Der Junge : Gott hat sie zerstört!
Das Mädchen : Nein, das war nicht Gott! Gott zerstört nur Menschen.
Der Junge : Nein, er erschafft sie.
Das Mädchen : Gott hat doch keine Flugzeuge.
Ein anderer Junge : Gott erschafft die Menschen, zerstört sie und erschafft sie wieder neu.
Ein anderes Mädchen : Nein, so verrückt ist Gott nicht.
12.09.2006 01:53:52
Tango | 260 : 25. Juli 2006 – 02 Uhr 58 | stop |
Folgendes. | stop | Wenn ich im Bauch einer elektrischen Inszenierungsmaschine 100 freischwebende Textparticles von je 100 Wörtern über einen Zufallsgenerator miteinander verbinde, wird mit jedem weiteren Aufruf eines Textparticles jedes andere der 100 Textparticles möglich. | stop | Ich habe also eine Textversammlung, die sich wie eine Flüssigkeit verhält. | stop | Wie könnte ich nun eine Vereisung dieser Flüssigkeit erzeugen? | stop | Ich könnte zum Beispiel je 10 Textparticles zu einer Gruppe setzen und über einen Generator verschalten, sodass in einem ersten Schritt 10 Textparticles aus 100 Textparticles möglich wären. | stop | Oder ich bilde zwei Gruppen zu je 50 Textparticles und komme in dieser Weise auf zwei mögliche Textparticles einer ersten Wahl. | stop | Zwei Linien. | stop | Eine Weiche. | stop | Oder sehr gutes Eis. | stop | Vielleicht sollte ich, wenn ich vom Schreiben eines linearen Textes spreche, zunächst an das Spinnen eines Eisfadens denken. | stop | Das Lesen, ein Vorgang der Enteisung. | stop | | stop | Ich habe von 0 Uhr 12 bis 1 Uhr 52 Julio Llamazares wundervolle Stummfilmszenen aufgetaut. | stop | | Regen. | stop |
06.10.2006 06:02:25
Unlängst
geh ich in München durch den Englischen Garten spazieren.
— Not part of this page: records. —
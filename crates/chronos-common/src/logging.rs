//! Structured logging configuration.
//!
//! - `LOG_FORMAT=json` selects JSON output for production/log aggregation;
//!   anything else (the default) selects human-readable text for local
//!   development.
//! - `RUST_LOG` selects the level filter in the usual `tracing_subscriber`
//!   syntax; defaults to `info` when unset or unparseable.
//!
//! ```rust,ignore
//! fn main() {
//!     chronos_common::logging::init_logging("chronos-server");
//!     tracing::info!(notification_id = %id, "accepted submission");
//! }
//! ```

use tracing_subscriber::{
    fmt::{self, format::FmtSpan},
    layer::SubscriberExt,
    util::SubscriberInitExt,
    EnvFilter,
};

/// Initialize logging for the given service name. The name is currently
/// only used for the default fallback in [`init_default_logging`]; actual
/// field attribution happens through `tracing` spans at call sites.
pub fn init_logging(_service_name: &str) {
    let log_format = std::env::var("LOG_FORMAT").unwrap_or_default();

    let env_filter =
        EnvFilter::try_from_default_env().unwrap_or_else(|_| EnvFilter::new("info"));

    if log_format.eq_ignore_ascii_case("json") {
        init_json_logging(env_filter);
    } else {
        init_text_logging(env_filter);
    }
}

fn init_json_logging(env_filter: EnvFilter) {
    tracing_subscriber::registry()
        .with(env_filter)
        .with(
            fmt::layer()
                .json()
                .with_current_span(true)
                .with_span_list(true)
                .with_file(true)
                .with_line_number(true)
                .with_thread_ids(false)
                .with_target(true)
                .flatten_event(true)
                .with_span_events(FmtSpan::CLOSE),
        )
        .init();
}

fn init_text_logging(env_filter: EnvFilter) {
    tracing_subscriber::registry()
        .with(env_filter)
        .with(
            fmt::layer()
                .with_target(true)
                .with_thread_ids(false)
                .with_file(false)
                .with_line_number(false)
                .with_ansi(true),
        )
        .init();
}

/// Initialize logging with defaults (service name `"chronos"`).
pub fn init_default_logging() {
    init_logging("chronos");
}

#[cfg(test)]
mod tests {
    use super::*;

    #[test]
    fn test_env_filter_parsing() {
        let filter = EnvFilter::try_from_default_env().unwrap_or_else(|_| EnvFilter::new("info"));
        drop(filter);
    }
}
//! The single shared retry policy used by every component that talks to
//! the store, the cache, or the delayed-delivery queue. Validation and
//! `Notifier` calls deliberately do not go through this: the broker owns
//! redelivery for the latter, and retrying a validation failure makes no
//! sense.

use std::time::Duration;

/// `{attempts, baseDelay, backoffFactor}` as named in the design: a fixed
/// attempt budget with exponential backoff between tries.
#[derive(Debug, Clone, Copy, serde::Serialize, serde::Deserialize)]
pub struct RetryPolicy {
    pub attempts: u32,
    pub base_delay: Duration,
    pub backoff_factor: f64,
}

impl Default for RetryPolicy {
    fn default() -> Self {
        Self {
            attempts: 3,
            base_delay: Duration::from_millis(100),
            backoff_factor: 2.0,
        }
    }
}

impl RetryPolicy {
    pub fn new(attempts: u32, base_delay: Duration, backoff_factor: f64) -> Self {
        Self {
            attempts: attempts.max(1),
            base_delay,
            backoff_factor,
        }
    }

    /// Delay before the given zero-indexed attempt (0 = no delay, the
    /// first try is never delayed).
    pub fn delay_for(&self, attempt: u32) -> Duration {
        if attempt == 0 {
            return Duration::ZERO;
        }
        let factor = self.backoff_factor.powi(attempt as i32 - 1);
        self.base_delay.mul_f64(factor)
    }

    /// Run `op` up to `self.attempts` times, sleeping between tries
    /// according to the backoff schedule. Returns the last error if every
    /// attempt fails.
    pub async fn run<T, E, F, Fut>(&self, mut op: F) -> Result<T, E>
    where
        F: FnMut() -> Fut,
        Fut: std::future::Future<Output = Result<T, E>>,
    {
        let mut attempt = 0;
        loop {
            if attempt > 0 {
                tokio::time::sleep(self.delay_for(attempt)).await;
            }
            match op().await {
                Ok(v) => return Ok(v),
                Err(e) => {
                    attempt += 1;
                    if attempt >= self.attempts {
                        return Err(e);
                    }
                }
            }
        }
    }
}

#[cfg(test)]
mod tests {
    use super::*;
    use std::sync::atomic::{AtomicU32, Ordering};

    #[test]
    fn delay_grows_exponentially() {
        let policy = RetryPolicy::new(5, Duration::from_millis(100), 2.0);
        assert_eq!(policy.delay_for(0), Duration::ZERO);
        assert_eq!(policy.delay_for(1), Duration::from_millis(100));
        assert_eq!(policy.delay_for(2), Duration::from_millis(200));
        assert_eq!(policy.delay_for(3), Duration::from_millis(400));
    }

    #[tokio::test]
    async fn run_retries_until_success() {
        let policy = RetryPolicy::new(3, Duration::from_millis(1), 1.0);
        let calls = AtomicU32::new(0);
        let result: Result<u32, &str> = policy
            .run(|| {
                let n = calls.fetch_add(1, Ordering::SeqCst);
                async move {
                    if n < 2 {
                        Err("transient")
                    } else {
                        Ok(42)
                    }
                }
            })
            .await;
        assert_eq!(result, Ok(42));
        assert_eq!(calls.load(Ordering::SeqCst), 3);
    }

    #[tokio::test]
    async fn run_gives_up_after_attempts_exhausted() {
        let policy = RetryPolicy::new(2, Duration::from_millis(1), 1.0);
        let calls = AtomicU32::new(0);
        let result: Result<u32, &str> = policy
            .run(|| {
                calls.fetch_add(1, Ordering::SeqCst);
                async move { Err("always fails") }
            })
            .await;
        assert_eq!(result, Err("always fails"));
        assert_eq!(calls.load(Ordering::SeqCst), 2);
    }
}
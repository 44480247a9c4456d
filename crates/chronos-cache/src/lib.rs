//! The status cache (C2): a non-authoritative `id -> status` accelerator
//! with a uniform entry TTL. Losing the cache never changes correctness —
//! every read falls through to the durable store on a miss.

mod error;
pub mod redis_cache;

pub use error::CacheError;
pub use redis_cache::RedisCache;

use async_trait::async_trait;
use chronos_common::Status;
use uuid::Uuid;

#[async_trait]
pub trait Cache: Send + Sync {
    /// Returns the cached status if present, refreshing its TTL so hot
    /// entries stay resident. Returns `None` on a miss; the caller is
    /// responsible for falling through to the store and writing back.
    async fn get_status(&self, id: Uuid) -> Result<Option<Status>, CacheError>;

    async fn set_status(&self, id: Uuid, status: Status) -> Result<(), CacheError>;

    /// Writes `late` for each id in turn. Stops at the first error rather
    /// than attempting every id — the Reconciler decides whether to keep
    /// going after a partial failure.
    async fn mark_lates(&self, ids: &[Uuid]) -> Result<(), CacheError>;

    /// Whether the backing connection currently answers PING. Used only
    /// by the HTTP readiness probe.
    async fn is_healthy(&self) -> bool;
}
Sehr schöne Oktobersonne fast aus dem Boden. An meiner Seite ein Nordlicht, das von Uwe Johnson erzählt und dass es jeden Morgen einen, genau denselben der Jahrestage lesen würde, und wie ein Nordlicht sich fühlt, wenn es über die Brooklyn Bridge nach Manhattan fährt und wie viel dort eine Tasse Tee kostet im Jahr 2006, und dass es die alten New Yorker Buchhandlungen liebt mit ihren hölzernen Cafes im 1. Stock. Und jetzt, es ist kurz nach 8 Uhr abends und Samstag in Frankfurt, freue ich mich dieses Hamburger Nordlicht, mit dem man sich sehr aufregend über Uwe Johnson unterhalten kann, zu uns in den Goldenen Fisch einladen zu dürfen. Gleich werd ich rasch in ihren postkarten stöbern. Herzlich willkommen, Katharina Höcker!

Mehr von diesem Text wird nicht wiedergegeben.